*WHAT THE EXERCISE ASKS*
Where the records below show a line containing "use colored::Colorize;", start copying; end with the line containing "const TUTORIAL: &[&str]", and copy it too.

(Stored items)
Start of Block

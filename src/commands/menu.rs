use super::{Session, add, delete, list, switch};
use crate::error::Result;
use crate::models::AccountDraft;
use crate::store::SecretStore;
use crate::tui::Prompter;
use crate::utils::GitConfig;
use colored::Colorize;

const ACTIONS: [&str; 6] = [
    "Add Account",
    "List Accounts",
    "Use Account",
    "Delete Account",
    "Tutorial",
    "Exit",
];

const TUTORIAL: &[&str] = &[
    "This tool keeps several GitHub accounts in your system keychain.",
    "",
    "  Add Account     Save a new GitHub account (username, email, token)",
    "  List Accounts   View, edit or export saved accounts",
    "  Use Account     Set the global git user.name / user.email",
    "  Delete Account  Remove a saved account",
    "",
    "Every menu has \"Back to Main Menu\"; Esc cancels the current step.",
];

/// Top-level interactive loop. Failures inside a flow are reported and the
/// menu is shown again.
pub fn run<S, G, P>(s: &mut Session<S, G, P>)
where
    S: SecretStore,
    G: GitConfig,
    P: Prompter,
{
    const VERSION: &str = env!("CARGO_PKG_VERSION");
    s.ui.say("");
    s.ui.say(&format!(
        "  {} {}",
        "Git Accounts Manager".bold(),
        format!("v{}", VERSION).dimmed()
    ));
    s.ui.say(&format!(
        "  {}",
        "↑↓ select · Enter confirm · Esc back".dimmed()
    ));

    let items = ACTIONS.map(String::from);
    loop {
        s.ui.say("");
        let result = match s.ui.select("Select an action", &items, 0) {
            Some(0) => add::run(s, AccountDraft::default()).map(drop),
            Some(1) => list::run(s).map(drop),
            Some(2) => switch::run(s).map(drop),
            Some(3) => delete::run(s).map(drop),
            Some(4) => {
                tutorial(s);
                Ok(())
            }
            _ => break,
        };
        report(s, result);
    }
}

fn report<S, G, P>(s: &mut Session<S, G, P>, result: Result<()>)
where
    S: SecretStore,
    G: GitConfig,
    P: Prompter,
{
    if let Err(e) = result {
        tracing::debug!(error = ?e, "flow failed");
        s.say_err(&e.to_string());
    }
}

fn tutorial<S, G, P>(s: &mut Session<S, G, P>)
where
    S: SecretStore,
    G: GitConfig,
    P: Prompter,
{
    s.heading("Git Accounts Manager Tutorial");
    for line in TUTORIAL {
        s.ui.say(&format!("  {line}"));
    }
    s.ui.say("");
    s.ui.confirm("Press Enter to continue to the Main Menu", true);
}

End of Block

*SOLUTION*
use colored::Colorize;

const ACTIONS: [&str; 6] = [
    "Add Account",
    "List Accounts",
    "Use Account",
    "Delete Account",
    "Tutorial",
    "Exit",
];

const TUTORIAL: &[&str] = &[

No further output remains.